- [WHAT TO WORK ON]: Transcribe the records word for word, beginning with the first line and ending with the line that contains "use crate::ast::AstNode;"; include nothing else.

- [PROVIDED RECORDS]:
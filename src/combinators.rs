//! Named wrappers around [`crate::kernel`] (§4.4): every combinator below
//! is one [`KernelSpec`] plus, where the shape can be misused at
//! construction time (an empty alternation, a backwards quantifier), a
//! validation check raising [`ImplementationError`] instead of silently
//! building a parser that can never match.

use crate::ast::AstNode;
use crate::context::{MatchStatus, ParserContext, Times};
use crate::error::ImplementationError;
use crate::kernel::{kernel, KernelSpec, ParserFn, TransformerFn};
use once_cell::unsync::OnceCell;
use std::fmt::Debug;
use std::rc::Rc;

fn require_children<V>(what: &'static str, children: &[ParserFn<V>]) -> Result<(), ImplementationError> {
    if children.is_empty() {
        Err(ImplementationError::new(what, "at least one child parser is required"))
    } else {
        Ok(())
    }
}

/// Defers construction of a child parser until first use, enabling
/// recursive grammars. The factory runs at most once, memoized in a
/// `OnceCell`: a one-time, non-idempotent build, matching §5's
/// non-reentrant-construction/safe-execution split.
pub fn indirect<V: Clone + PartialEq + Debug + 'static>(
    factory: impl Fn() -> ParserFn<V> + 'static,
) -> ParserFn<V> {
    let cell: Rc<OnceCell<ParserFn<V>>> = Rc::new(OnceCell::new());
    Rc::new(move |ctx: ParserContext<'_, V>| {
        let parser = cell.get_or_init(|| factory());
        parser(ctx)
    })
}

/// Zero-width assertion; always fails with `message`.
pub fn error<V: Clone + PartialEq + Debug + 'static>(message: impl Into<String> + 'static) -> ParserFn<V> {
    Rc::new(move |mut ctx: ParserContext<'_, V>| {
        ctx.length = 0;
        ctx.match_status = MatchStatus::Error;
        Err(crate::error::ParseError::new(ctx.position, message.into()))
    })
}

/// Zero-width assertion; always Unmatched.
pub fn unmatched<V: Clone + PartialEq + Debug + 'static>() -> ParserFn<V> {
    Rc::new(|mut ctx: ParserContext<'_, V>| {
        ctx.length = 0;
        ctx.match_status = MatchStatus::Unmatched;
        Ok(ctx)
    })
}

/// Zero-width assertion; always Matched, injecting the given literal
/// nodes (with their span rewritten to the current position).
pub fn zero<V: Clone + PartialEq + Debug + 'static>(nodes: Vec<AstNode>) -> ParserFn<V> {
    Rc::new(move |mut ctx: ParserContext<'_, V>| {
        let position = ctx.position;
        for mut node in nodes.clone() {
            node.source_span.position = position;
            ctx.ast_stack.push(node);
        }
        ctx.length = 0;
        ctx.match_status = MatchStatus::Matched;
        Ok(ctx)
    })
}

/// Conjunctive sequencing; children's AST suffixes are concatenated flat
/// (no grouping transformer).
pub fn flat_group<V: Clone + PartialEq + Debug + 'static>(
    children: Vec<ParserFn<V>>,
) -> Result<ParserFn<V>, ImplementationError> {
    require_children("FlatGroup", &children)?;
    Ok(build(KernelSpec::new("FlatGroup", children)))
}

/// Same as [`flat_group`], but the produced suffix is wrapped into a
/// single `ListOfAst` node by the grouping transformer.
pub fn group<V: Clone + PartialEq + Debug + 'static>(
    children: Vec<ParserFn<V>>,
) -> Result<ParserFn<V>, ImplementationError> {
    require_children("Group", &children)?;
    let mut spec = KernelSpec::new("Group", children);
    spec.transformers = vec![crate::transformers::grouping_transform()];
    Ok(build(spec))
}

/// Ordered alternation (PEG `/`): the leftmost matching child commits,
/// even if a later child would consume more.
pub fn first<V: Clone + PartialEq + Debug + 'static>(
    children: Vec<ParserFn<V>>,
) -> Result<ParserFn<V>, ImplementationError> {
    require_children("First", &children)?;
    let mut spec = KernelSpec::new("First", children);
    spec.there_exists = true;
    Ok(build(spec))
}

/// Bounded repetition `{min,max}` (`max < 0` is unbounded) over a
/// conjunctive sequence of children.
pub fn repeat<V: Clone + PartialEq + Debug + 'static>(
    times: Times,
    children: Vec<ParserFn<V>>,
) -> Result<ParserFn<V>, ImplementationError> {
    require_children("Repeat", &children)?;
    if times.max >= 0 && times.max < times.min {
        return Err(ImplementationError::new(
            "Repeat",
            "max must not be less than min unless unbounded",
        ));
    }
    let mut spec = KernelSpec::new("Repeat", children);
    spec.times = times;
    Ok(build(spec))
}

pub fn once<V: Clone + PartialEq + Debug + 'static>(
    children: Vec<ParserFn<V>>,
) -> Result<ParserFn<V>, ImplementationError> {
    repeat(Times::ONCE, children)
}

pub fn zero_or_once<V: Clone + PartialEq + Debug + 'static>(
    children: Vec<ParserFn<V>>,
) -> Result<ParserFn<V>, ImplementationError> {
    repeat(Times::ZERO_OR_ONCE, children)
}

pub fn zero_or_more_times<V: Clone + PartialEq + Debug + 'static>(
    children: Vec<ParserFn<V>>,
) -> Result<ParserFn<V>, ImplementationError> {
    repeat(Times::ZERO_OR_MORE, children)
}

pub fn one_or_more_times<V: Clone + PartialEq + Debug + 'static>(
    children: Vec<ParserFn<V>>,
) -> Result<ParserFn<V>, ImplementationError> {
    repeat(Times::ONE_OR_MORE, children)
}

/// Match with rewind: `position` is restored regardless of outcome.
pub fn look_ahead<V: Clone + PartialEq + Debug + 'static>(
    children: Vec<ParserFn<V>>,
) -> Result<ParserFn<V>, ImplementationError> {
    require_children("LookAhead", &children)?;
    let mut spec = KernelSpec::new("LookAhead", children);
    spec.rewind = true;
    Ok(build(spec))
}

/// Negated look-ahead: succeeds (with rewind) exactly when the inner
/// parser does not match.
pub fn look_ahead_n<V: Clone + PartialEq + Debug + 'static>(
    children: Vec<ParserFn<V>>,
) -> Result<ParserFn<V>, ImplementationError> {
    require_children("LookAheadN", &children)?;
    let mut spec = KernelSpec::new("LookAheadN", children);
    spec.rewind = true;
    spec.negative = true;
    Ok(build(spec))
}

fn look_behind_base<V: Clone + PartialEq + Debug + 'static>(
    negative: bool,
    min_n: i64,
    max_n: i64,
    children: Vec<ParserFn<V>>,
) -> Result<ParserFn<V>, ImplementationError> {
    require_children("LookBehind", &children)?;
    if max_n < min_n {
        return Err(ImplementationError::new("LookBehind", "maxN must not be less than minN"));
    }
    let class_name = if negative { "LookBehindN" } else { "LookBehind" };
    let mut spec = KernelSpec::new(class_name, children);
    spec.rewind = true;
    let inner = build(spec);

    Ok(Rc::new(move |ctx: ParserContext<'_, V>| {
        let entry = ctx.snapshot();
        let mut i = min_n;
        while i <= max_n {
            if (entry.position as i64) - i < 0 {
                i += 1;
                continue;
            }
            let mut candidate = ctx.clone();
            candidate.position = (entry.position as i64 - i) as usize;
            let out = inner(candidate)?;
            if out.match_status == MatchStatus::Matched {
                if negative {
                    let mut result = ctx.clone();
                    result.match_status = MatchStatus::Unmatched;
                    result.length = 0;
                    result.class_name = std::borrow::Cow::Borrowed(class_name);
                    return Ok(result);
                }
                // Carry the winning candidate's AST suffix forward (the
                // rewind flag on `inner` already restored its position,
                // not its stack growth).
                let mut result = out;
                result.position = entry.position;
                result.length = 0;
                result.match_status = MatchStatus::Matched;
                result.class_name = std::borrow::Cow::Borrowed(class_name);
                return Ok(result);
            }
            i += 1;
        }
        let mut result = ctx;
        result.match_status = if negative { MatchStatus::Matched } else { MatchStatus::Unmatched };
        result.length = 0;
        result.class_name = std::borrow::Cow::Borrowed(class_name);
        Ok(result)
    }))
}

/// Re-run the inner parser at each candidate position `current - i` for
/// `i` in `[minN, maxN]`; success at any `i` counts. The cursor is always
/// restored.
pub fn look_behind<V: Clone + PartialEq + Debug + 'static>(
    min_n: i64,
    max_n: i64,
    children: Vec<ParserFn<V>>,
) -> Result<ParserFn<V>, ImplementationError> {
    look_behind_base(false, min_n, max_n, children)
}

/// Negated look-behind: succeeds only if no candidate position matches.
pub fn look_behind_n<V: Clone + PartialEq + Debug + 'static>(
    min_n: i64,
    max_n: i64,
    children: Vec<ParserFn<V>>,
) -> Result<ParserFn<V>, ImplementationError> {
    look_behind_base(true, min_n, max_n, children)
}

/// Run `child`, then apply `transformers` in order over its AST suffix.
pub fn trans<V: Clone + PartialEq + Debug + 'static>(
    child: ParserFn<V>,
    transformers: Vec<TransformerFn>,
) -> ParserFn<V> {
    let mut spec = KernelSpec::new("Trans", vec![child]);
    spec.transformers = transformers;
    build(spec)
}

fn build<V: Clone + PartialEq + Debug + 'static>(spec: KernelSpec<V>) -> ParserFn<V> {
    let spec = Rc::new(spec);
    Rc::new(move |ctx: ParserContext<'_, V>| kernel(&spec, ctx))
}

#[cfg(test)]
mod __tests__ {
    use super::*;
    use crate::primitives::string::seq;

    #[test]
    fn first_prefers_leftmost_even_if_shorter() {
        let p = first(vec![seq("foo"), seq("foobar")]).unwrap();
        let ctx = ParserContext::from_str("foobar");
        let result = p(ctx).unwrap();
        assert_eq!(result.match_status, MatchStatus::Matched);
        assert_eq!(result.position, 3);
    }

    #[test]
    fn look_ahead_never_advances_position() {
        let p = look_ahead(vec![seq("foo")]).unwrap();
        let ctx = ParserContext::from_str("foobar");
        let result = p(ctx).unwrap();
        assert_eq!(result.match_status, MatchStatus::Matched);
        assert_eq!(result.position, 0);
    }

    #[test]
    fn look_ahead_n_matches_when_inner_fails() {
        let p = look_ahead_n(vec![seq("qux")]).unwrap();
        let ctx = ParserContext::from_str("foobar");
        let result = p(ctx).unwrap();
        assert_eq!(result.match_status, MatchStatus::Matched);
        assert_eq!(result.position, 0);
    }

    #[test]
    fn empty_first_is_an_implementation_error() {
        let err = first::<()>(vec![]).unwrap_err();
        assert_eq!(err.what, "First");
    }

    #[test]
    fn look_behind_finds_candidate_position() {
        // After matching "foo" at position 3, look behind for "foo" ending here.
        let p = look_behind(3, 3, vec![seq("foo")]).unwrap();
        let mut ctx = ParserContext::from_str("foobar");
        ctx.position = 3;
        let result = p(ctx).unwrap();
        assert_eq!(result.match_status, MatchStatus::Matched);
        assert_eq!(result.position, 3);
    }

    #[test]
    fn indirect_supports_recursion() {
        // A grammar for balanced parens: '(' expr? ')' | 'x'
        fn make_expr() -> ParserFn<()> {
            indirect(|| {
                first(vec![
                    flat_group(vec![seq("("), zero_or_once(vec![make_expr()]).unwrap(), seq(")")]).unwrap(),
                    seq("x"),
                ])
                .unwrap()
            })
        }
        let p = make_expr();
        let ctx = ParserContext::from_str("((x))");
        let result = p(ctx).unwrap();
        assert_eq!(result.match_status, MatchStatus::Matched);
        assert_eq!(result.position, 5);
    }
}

- [YOUR RESPONSE]:
filename src/combinators.rs
//! Named wrappers around [`crate::kernel`] (§4.4): every combinator below
//! is one [`KernelSpec`] plus, where the shape can be misused at
//! construction time (an empty alternation, a backwards quantifier), a
//! validation check raising [`ImplementationError`] instead of silently
//! building a parser that can never match.

use crate::ast::AstNode;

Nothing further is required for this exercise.